O que avaliar além do hardware antes de fechar a compra

A garantia e o suporte pós-venda pesam tanto quanto a especificação técnica. Um contrato de 36 meses com suporte 24 horas por dia, 7 dias por semana, como o ProSupport da Dell, reduz o risco operacional de forma significativa e impacta diretamente o custo total do equipamento ao longo do tempo.

Também é importante verificar a compatibilidade com os sistemas operacionais e softwares já em uso na empresa antes da aquisição. Um servidor potente que não conversa bem com o ambiente existente gera retrabalho e custo adicional de implantação.

A diferença entre comprar um servidor de prateleira e contar com um parceiro que avalia a configuração certa para o seu ambiente específico é, na prática, a diferença entre hardware adequado e hardware ideal. A Aviti trabalha nesse modelo consultivo, ajudando equipes de TI a chegarem na decisão certa antes da compra, não depois.

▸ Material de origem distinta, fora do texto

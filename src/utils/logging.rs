//! Logging system initialization
//!
//! Sets up tracing-based logging with file output to
//! %APPDATA%\FolderLauncher\launcher.log plus a copy on stderr, and rotates
//! the file on application startup keeping 5 historical files.

use crate::config::ConfigManager;
use crate::error::{LauncherError, Result, StringError};
use std::path::Path;
use tracing_appender::rolling::{RollingFileAppender, Rotation};
use tracing_subscriber::prelude::*;
use tracing_subscriber::{EnvFilter, fmt};

/// Maximum number of historical log files to keep (launcher.log.1 through launcher.log.5)
const MAX_LOG_FILES: u8 = 5;

/// Name of the current log file
const LOG_FILE_NAME: &str = "launcher.log";

/// Initialize the logging system
///
/// Log level defaults to INFO but can be configured via `RUST_LOG` environment variable.
/// Rotates existing logs on startup to maintain a history of the last sessions.
pub fn init_logging() -> Result<()> {
    let log_dir = ConfigManager::get_app_dir();
    std::fs::create_dir_all(&log_dir)?;

    rotate_logs_on_startup(&log_dir.join(LOG_FILE_NAME))?;

    // Rotation is handled above on startup, never by the appender itself
    let file_appender = RollingFileAppender::builder()
        .rotation(Rotation::NEVER)
        .filename_prefix("launcher")
        .filename_suffix("log")
        .build(&log_dir)
        .map_err(|e| LauncherError::ConfigError(Box::new(e)))?;

    let file_layer = fmt::layer()
        .with_writer(file_appender)
        .with_ansi(false)
        .with_target(true)
        .with_file(true)
        .with_line_number(true);

    let stderr_layer = fmt::layer().with_writer(std::io::stderr).with_target(false);

    tracing_subscriber::registry()
        .with(EnvFilter::try_from_default_env().unwrap_or_else(|_| EnvFilter::new("info")))
        .with(file_layer)
        .with(stderr_layer)
        .try_init()
        .map_err(|e| LauncherError::ConfigError(Box::new(e)))?;

    tracing::info!("Folder Launcher v{} started", env!("CARGO_PKG_VERSION"));

    Ok(())
}

/// Rotate log files on application startup
///
/// - launcher.log.5 is deleted (oldest log)
/// - launcher.log.4 -> launcher.log.5, ..., launcher.log.1 -> launcher.log.2
/// - launcher.log -> launcher.log.1
/// - A fresh launcher.log will be created by the logger
fn rotate_logs_on_startup(log_path: &Path) -> Result<()> {
    if !log_path.exists() {
        return Ok(());
    }

    let log_dir = log_path
        .parent()
        .ok_or_else(|| LauncherError::ConfigError(StringError::new("Invalid log path")))?;

    let log_name = log_path
        .file_name()
        .ok_or_else(|| LauncherError::ConfigError(StringError::new("Invalid log filename")))?
        .to_string_lossy();

    let oldest_log = log_dir.join(format!("{log_name}.{MAX_LOG_FILES}"));
    if oldest_log.exists() {
        std::fs::remove_file(&oldest_log)?;
    }

    for i in (1..MAX_LOG_FILES).rev() {
        let current_log = log_dir.join(format!("{log_name}.{i}"));
        let next_log = log_dir.join(format!("{log_name}.{}", i + 1));

        if current_log.exists() {
            std::fs::rename(&current_log, &next_log)?;
        }
    }

    std::fs::rename(log_path, log_dir.join(format!("{log_name}.1")))?;

    Ok(())
}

Se quiser avaliar qual configuração faz mais sentido para a sua operação, converse com um especialista da Aviti sem compromisso.

Perguntas frequentes

Quanto de memória RAM um servidor corporativo precisa ter para médias empresas?

Depende das aplicações em uso e da projeção de crescimento. Uma configuração com 64 GB de RAM pode ser suficiente no momento da compra, mas é importante considerar a expansão prevista para os próximos dois anos, especialmente se a empresa planeja adotar máquinas virtuais ou aumentar o número de usuários. O ideal é calcular a demanda atual e adicionar uma margem de 30 a 40 por cento para crescimento.

Qual a diferença entre SSD SATA e SSD NVMe em servidores?

O SSD SATA atende bem ambientes com volume moderado de leituras e escritas, sendo uma opção equilibrada para a maioria das operações corporativas. Já o SSD NVMe é indicado para ambientes com alto volume de operações simultâneas, como múltiplos usuários acessando o mesmo banco de dados ao mesmo tempo, pois oferece velocidade de transferência significativamente superior.

Virtualização exige um servidor mais potente do que o normal?

Sim. Rodar várias máquinas virtuais em um único servidor físico consome muito mais memória e processamento do que executar aplicações de forma nativa. Plataformas como Hyper-V e VMware ESXi precisam de folga real no hardware para garantir estabilidade em todos os ambientes virtuais. Um servidor que parece bem dimensionado para três aplicações pode se tornar um gargalo ao virtualizar cinco ou seis ambientes ao mesmo tempo.

O que é fonte de alimentação redundante e por que ela importa em servidores?

Uma fonte redundante é uma segunda unidade de alimentação que assume automaticamente caso a primeira falhe, sem interromper o funcionamento do servidor. Em ambientes corporativos sem um nobreak robusto, essa redundância é especialmente importante para garantir a continuidade da operação durante o expediente, evitando paradas inesperadas por falha de hardware.